Investigators also came across evidence of inclusion of fake employees, the actual number
of employees was found to be 40,000 against 53,000 claimed by SCSL. Raju had been alleged
withdrawing an amount of Rs 20 crores every month for paying salaries to these 13,000 non-
existent, fictitious employees.
Aftermath
1. In April 2009, 46% stake in Satyam was purchased by Tech Mahindra and both the
companies legally merged in June 2013,
2. The consequences were faced by wrongdoers and Indian Government acted proactively to
protect the interests of investors and reputation of IT companies.
3. In 2016, Raju and his associates were sentenced to seven years of imprisonment by the
court as they were found guilty of window dressing of accounts.
4. Price Waterhouse Coopers, auditors of SCSL were fined $ 6 million by the SEC, US for
professional misconduct. The Disciplinary Committee of ICAI found the four auditors of PWC,
who audited Satyam's accounts, guilty of gross negligence in discharge of their duties. They
have been debarred from practicing as Chartered Accountants.

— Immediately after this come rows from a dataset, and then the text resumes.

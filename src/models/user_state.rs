/// Which free-text answer the bot is waiting for from a user.
#[derive(Debug, Clone, Copy, PartialEq, Eq)]
pub enum ConversationState {
    AwaitingThreshold,
    AwaitingToken,
    AwaitingWallet,
}
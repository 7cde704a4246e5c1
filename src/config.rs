use std::env;

use crate::error::ConfigError;

const DEFAULT_API_URL: &str = "https://api.vybenetwork.xyz";
const DEFAULT_DETAILS_URL: &str = "https://vybe.fyi/";

#[derive(Clone, Debug)]
pub struct Config {
    pub telegram_token: String,
    pub api_key: Option<String>,
    pub api_url: String,
    pub details_url: String,
}

impl Config {
    pub fn from_env() -> Result<Self, ConfigError> {
        Self::from_lookup(|key| env::var(key).ok())
    }

    pub fn from_lookup<F>(lookup: F) -> Result<Self, ConfigError>
    where
        F: Fn(&str) -> Option<String>,
    {
        // Blank values count as missing
        let get = |key: &str| lookup(key).map(|v| v.trim().to_string()).filter(|v| !v.is_empty());

        let telegram_token = get("TELEGRAM_TOKEN").ok_or(ConfigError::Missing("TELEGRAM_TOKEN"))?;

        let api_key = get("VYBE_API_KEY");
        if api_key.is_none() {
            log::warn!("⚠️ VYBE_API_KEY is not set, analytics requests will be unauthenticated");
        }

        let api_url = get("VYBE_API_URL")
            .map(|url| url.trim_end_matches('/').to_string())
            .unwrap_or_else(|| DEFAULT_API_URL.to_string());

        let details_url =
            get("VYBE_DETAILS_URL").unwrap_or_else(|| DEFAULT_DETAILS_URL.to_string());

        Ok(Config {
            telegram_token,
            api_key,
            api_url,
            details_url,
        })
    }
}
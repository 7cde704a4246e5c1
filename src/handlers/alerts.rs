use teloxide::types::UserId;

use crate::bot_state::BotState;
use crate::handlers::utils::{
    no_whales_text, nothing_above_threshold_text, single_button, threshold_required_text,
    whale_alert_text, whale_fetch_failed_text, whale_followup_keyboard,
};
use crate::models::{Action, Reply, TransferRecord};

fn qualifies(transfer: &TransferRecord, threshold: f64) -> bool {
    transfer.amount_usd.is_some_and(|amount| amount >= threshold)
}

fn alerts_for(
    state: &BotState,
    user: UserId,
    threshold: f64,
    transfers: &[TransferRecord],
) -> Vec<Reply> {
    transfers
        .iter()
        .filter(|t| qualifies(t, threshold))
        .map(|t| {
            Reply::new(user, whale_alert_text(t, state.details_url()))
                .with_keyboard(whale_followup_keyboard())
        })
        .collect()
}

/// Fetches recent transfers once and builds alerts.
///
/// With a `target` only that user is considered and every outcome gets a
/// reply. Without one, every stored threshold is checked against the same
/// list and failures stay silent.
pub async fn check_whales(state: &BotState, target: Option<UserId>) -> Vec<Reply> {
    let transfers = match state.analytics().recent_transfers().await {
        Ok(transfers) => transfers,
        Err(e) => {
            log::error!("Error fetching whale transfers: {}", e);
            return target
                .map(|user| {
                    Reply::new(user, whale_fetch_failed_text())
                        .with_keyboard(single_button("Try Again 🔄", Action::RequestWhaleCheck))
                })
                .into_iter()
                .collect();
        }
    };

    if transfers.is_empty() {
        log::info!("No whale transfers in the latest page");
        return target
            .map(|user| Reply::new(user, no_whales_text()).with_keyboard(whale_followup_keyboard()))
            .into_iter()
            .collect();
    }

    let Some(user) = target else {
        let mut replies = Vec::new();
        for (user, threshold) in state.thresholds().await {
            replies.extend(alerts_for(state, user, threshold, &transfers));
        }
        return replies;
    };

    let Some(threshold) = state.threshold(user).await else {
        return vec![Reply::new(user, threshold_required_text())
            .with_keyboard(single_button("Set Threshold 🐋", Action::RequestThreshold))];
    };

    let alerts = alerts_for(state, user, threshold, &transfers);
    if alerts.is_empty() {
        return vec![Reply::new(user, nothing_above_threshold_text())
            .with_keyboard(whale_followup_keyboard())];
    }
    alerts
}
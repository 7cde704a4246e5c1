//! Local HTTP listeners for exercising the real clients in tests.

use std::sync::atomic::{AtomicUsize, Ordering};
use std::sync::{Arc, Mutex};

use tokio::io::{AsyncReadExt, AsyncWriteExt};
use tokio::net::{TcpListener, TcpStream};

/// Raw requests seen by a [`serve`] listener, in arrival order.
#[derive(Clone, Default)]
pub struct Recorded(Arc<Mutex<Vec<String>>>);

impl Recorded {
    pub fn all(&self) -> Vec<String> {
        self.0.lock().unwrap().clone()
    }

    pub fn first_line(&self, index: usize) -> String {
        self.all()[index].lines().next().unwrap_or_default().to_string()
    }
}

/// Answers each connection with the next `(status, body)` pair, repeating the
/// last one once the list runs out. Returns the base URL and the request log.
pub async fn serve(responses: Vec<(u16, &'static str)>) -> (String, Recorded) {
    let listener = TcpListener::bind("127.0.0.1:0").await.unwrap();
    let url = format!("http://{}", listener.local_addr().unwrap());
    let recorded = Recorded::default();
    let log = recorded.clone();

    tokio::spawn(async move {
        let mut served = 0;
        while let Ok((mut stream, _)) = listener.accept().await {
            let request = read_request(&mut stream).await;
            log.0.lock().unwrap().push(request);

            let (status, body) = responses[served.min(responses.len() - 1)];
            served += 1;
            let response = format!(
                "HTTP/1.1 {} Stub\r\nContent-Type: application/json\r\nContent-Length: {}\r\nConnection: close\r\n\r\n{}",
                status,
                body.len(),
                body
            );
            let _ = stream.write_all(response.as_bytes()).await;
            let _ = stream.shutdown().await;
        }
    });

    (url, recorded)
}

/// Accepts connections and never answers. Returns the base URL and a
/// connection counter.
pub async fn stall() -> (String, Arc<AtomicUsize>) {
    let listener = TcpListener::bind("127.0.0.1:0").await.unwrap();
    let url = format!("http://{}", listener.local_addr().unwrap());
    let accepted = Arc::new(AtomicUsize::new(0));
    let counter = accepted.clone();

    tokio::spawn(async move {
        let mut open = Vec::new();
        while let Ok((stream, _)) = listener.accept().await {
            counter.fetch_add(1, Ordering::SeqCst);
            open.push(stream);
        }
    });

    (url, accepted)
}

async fn read_request(stream: &mut TcpStream) -> String {
    let mut data = Vec::new();
    let mut chunk = [0u8; 4096];

    loop {
        let n = stream.read(&mut chunk).await.unwrap_or(0);
        if n == 0 {
            break;
        }
        data.extend_from_slice(&chunk[..n]);

        let text = String::from_utf8_lossy(&data);
        if let Some(end) = text.find("\r\n\r\n") {
            let body_len = text[..end]
                .lines()
                .filter_map(|line| line.split_once(':'))
                .find(|(name, _)| name.trim().eq_ignore_ascii_case("content-length"))
                .and_then(|(_, value)| value.trim().parse::<usize>().ok())
                .unwrap_or(0);
            if data.len() >= end + 4 + body_len {
                break;
            }
        }
    }

    String::from_utf8_lossy(&data).into_owned()
}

5. The Indian Government and SEBI have taken a slew of measures to improve corporate
governance standards in India
COMMON GOVERNANCE PROBLEMS NOTICED IN CORPORATE
FAILURES
CRISIL has analysed the reasons of corporate failures. Its analysis has revealed that they are largely
attributable to shortcomings in corporate governance practices. The broad areas of failure are:
➢ Accounting frauds carried out in collusion with statutory auditors.
➢ Lack of independence of the board with board members having significant financial linkages
with the companies.
➢ Insider trading.
➢ Disproportionate compensation paid to executive board members and senior management.
➢ Fiduciary failure by the board to exercise care and diligence in approving proposals, even
though all the information was provided by the management.
➢ Weak internal control mechanisms and lack of supervision.
This governance issues are common to corporate failures whether in India or anywhere else in the
world. Regulations are evolving to address them.